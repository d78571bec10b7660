//! In-process store backing the key-value seam in unit tests and local
//! development without Redis.

use std::collections::HashMap;
use std::time::{Duration, Instant};

use async_trait::async_trait;
use tokio::sync::RwLock;

use super::{CacheError, KeyValueStore};

#[derive(Default)]
pub struct MemoryStore {
    entries: RwLock<HashMap<String, Entry>>,
}

struct Entry {
    value: String,
    expires_at: Option<Instant>,
}

impl Entry {
    fn live(&self) -> bool {
        self.expires_at.map_or(true, |at| Instant::now() < at)
    }
}

impl MemoryStore {
    pub fn new() -> Self {
        Self::default()
    }
}

#[async_trait]
impl KeyValueStore for MemoryStore {
    async fn get(&self, key: &str) -> Result<Option<String>, CacheError> {
        let entries = self.entries.read().await;
        Ok(entries.get(key).filter(|e| e.live()).map(|e| e.value.clone()))
    }

    async fn set(&self, key: &str, value: &str, ttl: Option<Duration>) -> Result<(), CacheError> {
        let mut entries = self.entries.write().await;
        entries.insert(
            key.to_string(),
            Entry {
                value: value.to_string(),
                expires_at: ttl.map(|t| Instant::now() + t),
            },
        );
        Ok(())
    }

    async fn delete(&self, key: &str) -> Result<bool, CacheError> {
        let mut entries = self.entries.write().await;
        Ok(entries.remove(key).is_some_and(|e| e.live()))
    }

    async fn exists(&self, key: &str) -> Result<bool, CacheError> {
        let entries = self.entries.read().await;
        Ok(entries.get(key).is_some_and(|e| e.live()))
    }

    async fn delete_prefix(&self, prefix: &str) -> Result<u64, CacheError> {
        let mut entries = self.entries.write().await;
        let before = entries.len();
        entries.retain(|k, _| !k.starts_with(prefix));
        Ok((before - entries.len()) as u64)
    }
}

#[cfg(test)]
mod tests {
    use super::*;

    #[tokio::test]
    async fn set_get_delete() {
        let store = MemoryStore::new();
        store.set("k", "v", None).await.unwrap();
        assert_eq!(store.get("k").await.unwrap().as_deref(), Some("v"));
        assert!(store.exists("k").await.unwrap());
        assert!(store.delete("k").await.unwrap());
        assert!(!store.delete("k").await.unwrap());
        assert!(store.get("k").await.unwrap().is_none());
    }

    #[tokio::test]
    async fn ttl_expires_entries() {
        let store = MemoryStore::new();
        store
            .set("short", "v", Some(Duration::from_millis(10)))
            .await
            .unwrap();
        assert!(store.exists("short").await.unwrap());

        tokio::time::sleep(Duration::from_millis(25)).await;
        assert!(!store.exists("short").await.unwrap());
        assert!(store.get("short").await.unwrap().is_none());
    }

    #[tokio::test]
    async fn delete_prefix_counts() {
        let store = MemoryStore::new();
        store.set("a:1", "x", None).await.unwrap();
        store.set("a:2", "x", None).await.unwrap();
        store.set("b:1", "x", None).await.unwrap();

        assert_eq!(store.delete_prefix("a:").await.unwrap(), 2);
        assert!(store.exists("b:1").await.unwrap());
    }
}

• • • •

Take the material above and return all of it exactly.

repository d78571bec10b7660
//! In-process store backing the key-value seam in unit tests and local
//! development without Redis.

use std::collections::HashMap;
use std::time::{Duration, Instant};

use async_trait::async_trait;
use tokio::sync::RwLock;

use super::{CacheError, KeyValueStore};

#[derive(Default)]
pub struct MemoryStore {
    entries: RwLock<HashMap<String, Entry>>,
}

struct Entry {
    value: String,
    expires_at: Option<Instant>,
}

impl Entry {
    fn live(&self) -> bool {
        self.expires_at.map_or(true, |at| Instant::now() < at)
    }
}

impl MemoryStore {
    pub fn new() -> Self {
        Self::default()
    }
}

#[async_trait]
impl KeyValueStore for MemoryStore {
    async fn get(&self, key: &str) -> Result<Option<String>, CacheError> {
        let entries = self.entries.read().await;
        Ok(entries.get(key).filter(|e| e.live()).map(|e| e.value.clone()))
    }

    async fn set(&self, key: &str, value: &str, ttl: Option<Duration>) -> Result<(), CacheError> {
        let mut entries = self.entries.write().await;
        entries.insert(
            key.to_string(),
            Entry {
                value: value.to_string(),
                expires_at: ttl.map(|t| Instant::now() + t),
            },
        );
        Ok(())
    }

    async fn delete(&self, key: &str) -> Result<bool, CacheError> {
        let mut entries = self.entries.write().await;
        Ok(entries.remove(key).is_some_and(|e| e.live()))
    }

    async fn exists(&self, key: &str) -> Result<bool, CacheError> {
        let entries = self.entries.read().await;
        Ok(entries.get(key).is_some_and(|e| e.live()))
    }

    async fn delete_prefix(&self, prefix: &str) -> Result<u64, CacheError> {
        let mut entries = self.entries.write().await;
        let before = entries.len();
        entries.retain(|k, _| !k.starts_with(prefix));
        Ok((before - entries.len()) as u64)
    }
}

#[cfg(test)]
mod tests {
    use super::*;

    #[tokio::test]
    async fn set_get_delete() {
        let store = MemoryStore::new();
        store.set("k", "v", None).await.unwrap();
        assert_eq!(store.get("k").await.unwrap().as_deref(), Some("v"));
        assert!(store.exists("k").await.unwrap());
        assert!(store.delete("k").await.unwrap());
        assert!(!store.delete("k").await.unwrap());
        assert!(store.get("k").await.unwrap().is_none());
    }

    #[tokio::test]
    async fn ttl_expires_entries() {
        let store = MemoryStore::new();
        store
            .set("short", "v", Some(Duration::from_millis(10)))
            .await
            .unwrap();
        assert!(store.exists("short").await.unwrap());

        tokio::time::sleep(Duration::from_millis(25)).await;
        assert!(!store.exists("short").await.unwrap());
        assert!(store.get("short").await.unwrap().is_none());
    }

    #[tokio::test]
    async fn delete_prefix_counts() {
        let store = MemoryStore::new();
        store.set("a:1", "x", None).await.unwrap();
        store.set("a:2", "x", None).await.unwrap();
        store.set("b:1", "x", None).await.unwrap();

        assert_eq!(store.delete_prefix("a:").await.unwrap(), 2);
        assert!(store.exists("b:1").await.unwrap());
    }
}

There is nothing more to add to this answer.